Die Mordpolitik an den Gefangenen wurde vom GenQu nicht bekämpft, sondern ausdrücklich mitgetragen. Bereits am 24. Juli sprach er sich für eine „scharfe Trennung […] zwischen arbeitenden und nicht arbeitenden Kriegsgefangenen“ aus (Gerlach 799). Anlässlich einer Besprechung aller an der Ostfront eingesetzten Heeresgruppen und Armeen hielt er einen Vortrag, den der Chef des Generalstabs der 18. Armee mit folgender Notiz zusammenfasste: „Nicht arbeitende Kriegsgefangene haben zu verhungern“ (Gerlach 801)
Bis zum 1. Februar 1942 waren 60 Prozent von bis dahin 3,3 Millionen KG tot (Peters, 266).

Im Nachlass Wagners finden sich auch Aufzeichnungen, die eine gewisse Distanz zur Vernichtungspolitik der Einsatzgruppen ausdrücken. Von einem „Kampf mit dunklen Mächten“ (GenQu 137) hatte er bereits 1939 in Polen berichtet, am 20. September 1941 schrieb er, er sei froh, „dass wir diesmal mit den ganzen politischen Dingen nichts zu tun haben […] wo so viel weltanschauliche Fragen eine Rolle spielen“ (GenQu 201).
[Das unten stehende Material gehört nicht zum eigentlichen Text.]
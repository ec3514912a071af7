//! Primary error enum for datasource flows.

use std::fmt;
use std::sync::Arc;

use camino::Utf8PathBuf;
use figment::Error as FigmentError;
use thiserror::Error;

use crate::data::MediaType;

/// Errors that can occur while resolving, reading or merging datasources.
#[derive(Debug, Error)]
#[non_exhaustive]
pub enum DatasourceError {
    /// A `merge:` URL named fewer than two sub-sources.
    #[error("need at least 2 datasources to merge, found {parts}")]
    MergeArity {
        /// Number of parts found in the URL.
        parts: usize,
    },

    /// Every resolution strategy missed for a datasource name.
    #[error("couldn't resolve datasource '{name}': {}", ResolveMisses(.misses))]
    Unresolved {
        /// Name as supplied by the caller.
        name: String,
        /// Why each strategy declined, in the order they were tried.
        misses: Vec<ResolveMiss>,
    },

    /// A merge sub-source could not be resolved.
    #[error("couldn't resolve datasource '{name}' for merge: {source}")]
    Resolve {
        /// Sub-source identifier.
        name: String,
        /// Underlying resolution failure.
        #[source]
        source: Arc<DatasourceError>,
    },

    /// A datasource failed while reading.
    #[error("couldn't read datasource '{name}': {source}")]
    Read {
        /// Sub-source identifier.
        name: String,
        /// Underlying read failure.
        #[source]
        source: Arc<DatasourceError>,
    },

    /// A merge sub-source decoded to something other than a map.
    #[error(
        "unexpected data type '{found}' for datasource '{name}' (type {media_type}); merge: can only merge maps"
    )]
    NotAMap {
        /// Sub-source identifier.
        name: String,
        /// Concrete type of the decoded document.
        found: &'static str,
        /// Media type the document was decoded with.
        media_type: MediaType,
    },

    /// Payload bytes failed to decode.
    #[error("failed to parse {media_type} data: {source}")]
    Decode {
        /// Media type used to select the decoder.
        media_type: MediaType,
        /// Decoder error.
        #[source]
        source: Box<dyn std::error::Error + Send + Sync>,
    },

    /// A document failed to encode.
    #[error("failed to encode {media_type} data: {source}")]
    Encode {
        /// Media type being produced.
        media_type: MediaType,
        /// Encoder error.
        #[source]
        source: Box<dyn std::error::Error + Send + Sync>,
    },

    /// No decoder exists for the media type.
    #[error("unsupported media type '{0}'")]
    UnsupportedMediaType(MediaType),

    /// The media type string is malformed.
    #[error("invalid media type '{value}': {reason}")]
    InvalidMediaType {
        /// Offending media type string.
        value: String,
        /// Why it was rejected.
        reason: &'static str,
    },

    /// A string could not be parsed as a URL.
    #[error("invalid datasource URL '{value}': {source}")]
    InvalidUrl {
        /// Offending string.
        value: String,
        /// Parser error.
        #[source]
        source: url::ParseError,
    },

    /// A datasource definition was malformed.
    #[error("invalid datasource definition '{value}': {reason}")]
    InvalidDefinition {
        /// Offending definition.
        value: String,
        /// Why it was rejected.
        reason: String,
    },

    /// No backend is registered for the URL scheme.
    #[error("no datasource backend for scheme '{scheme}'")]
    UnsupportedScheme {
        /// Scheme without the trailing colon.
        scheme: String,
    },

    /// A filesystem read failed.
    #[error("failed to read file '{path}': {source}")]
    File {
        /// Path that failed.
        path: Utf8PathBuf,
        /// I/O error.
        #[source]
        source: std::io::Error,
    },

    /// An environment variable was absent or not valid Unicode.
    #[error("environment variable '{name}' is not set")]
    EnvNotSet {
        /// Variable name.
        name: String,
    },

    /// Reading standard input failed.
    #[error("failed to read standard input: {0}")]
    Stdin(#[source] std::io::Error),

    /// The read context was cancelled.
    #[error("context cancelled")]
    Cancelled,

    /// The read context deadline passed.
    #[error("context deadline exceeded")]
    DeadlineExceeded,

    /// A merge source outlived the registry that created it.
    #[error("datasource registry was dropped before '{url}' was read")]
    RegistryDropped {
        /// URL of the orphaned source.
        url: String,
    },

    /// Loading registry configuration failed.
    #[error("failed to load datasource configuration: {0}")]
    Config(#[from] Box<FigmentError>),
}

/// Why one resolution strategy declined to produce a source.
#[derive(Debug, Clone, PartialEq, Eq)]
pub struct ResolveMiss {
    /// Strategy name (`alias`, `dynamic` or `path`).
    pub strategy: &'static str,
    /// Human-readable reason.
    pub reason: String,
}

impl fmt::Display for ResolveMiss {
    fn fmt(&self, f: &mut fmt::Formatter<'_>) -> fmt::Result {
        write!(f, "{}: {}", self.strategy, self.reason)
    }
}

struct ResolveMisses<'a>(&'a [ResolveMiss]);

impl fmt::Display for ResolveMisses<'_> {
    fn fmt(&self, f: &mut fmt::Formatter<'_>) -> fmt::Result {
        for (i, miss) in self.0.iter().enumerate() {
            if i > 0 {
                f.write_str("; ")?;
            }
            write!(f, "{miss}")?;
        }
        Ok(())
    }
}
Eine Oppositionspolitik gegen das Wüten der Einsatzgruppen kann man Wagner allerdings nicht zuschreiben, er hat sich vielmehr darum bemüht, diese Mordpolitik in klare administrative Zuständigkeiten zu fassen und zu vermeiden, dass militärische Erfordernisse vom unkontrollierten Treiben der SS- und Ordnungspolizeitruppen beeinträchtigt werden konnten. Wagner war maßgeblich am Zustandekommen der Erlasse über die Zusammenarbeit des Heeres mit den Einsatzgruppen beteiligt. Dazu stand er ab dem 13. März 1941 in Verhandlungen mit dem Chef RSHA Heydrich, die bereits Ende. März zum Abschluss gekommen waren, das Abkommen wurde am 28. 4. 41 vom OBdH Brauchitsch unterzeichnet. Dieses Abkommen gestattete es der SS noch nicht, eine unbegrenzte Vernichtungspolitik durchzuführen. In den rückwärtigen Armeegebieten sollten die Sonderkommandos keine Exekutivkompetenzen gegen über der Zivilbevölkerung erhalten, sondern nur für die „Sicherstellung“ von Schriftgut und „besonders wichtiger Einzelpersonen (Führende Emigranten, Saboteure, Hetzer usw.)“ zuständig sein( zur Genese vgl. Streit, 31ff, der wortgleiche Befehl des ObdH abgedruckt in Wette/Ueberschär 249f), in den rückwärtigen Heeresgebieten sollte sich die Einsatzkommandos auf die Bekämpfung „staats- und reichsfeindlicher Bestrebungen“ beschränken – was zwar ein dehnbarer Begriff war, aber nicht als pauschaler Freibrief zu verstehen war.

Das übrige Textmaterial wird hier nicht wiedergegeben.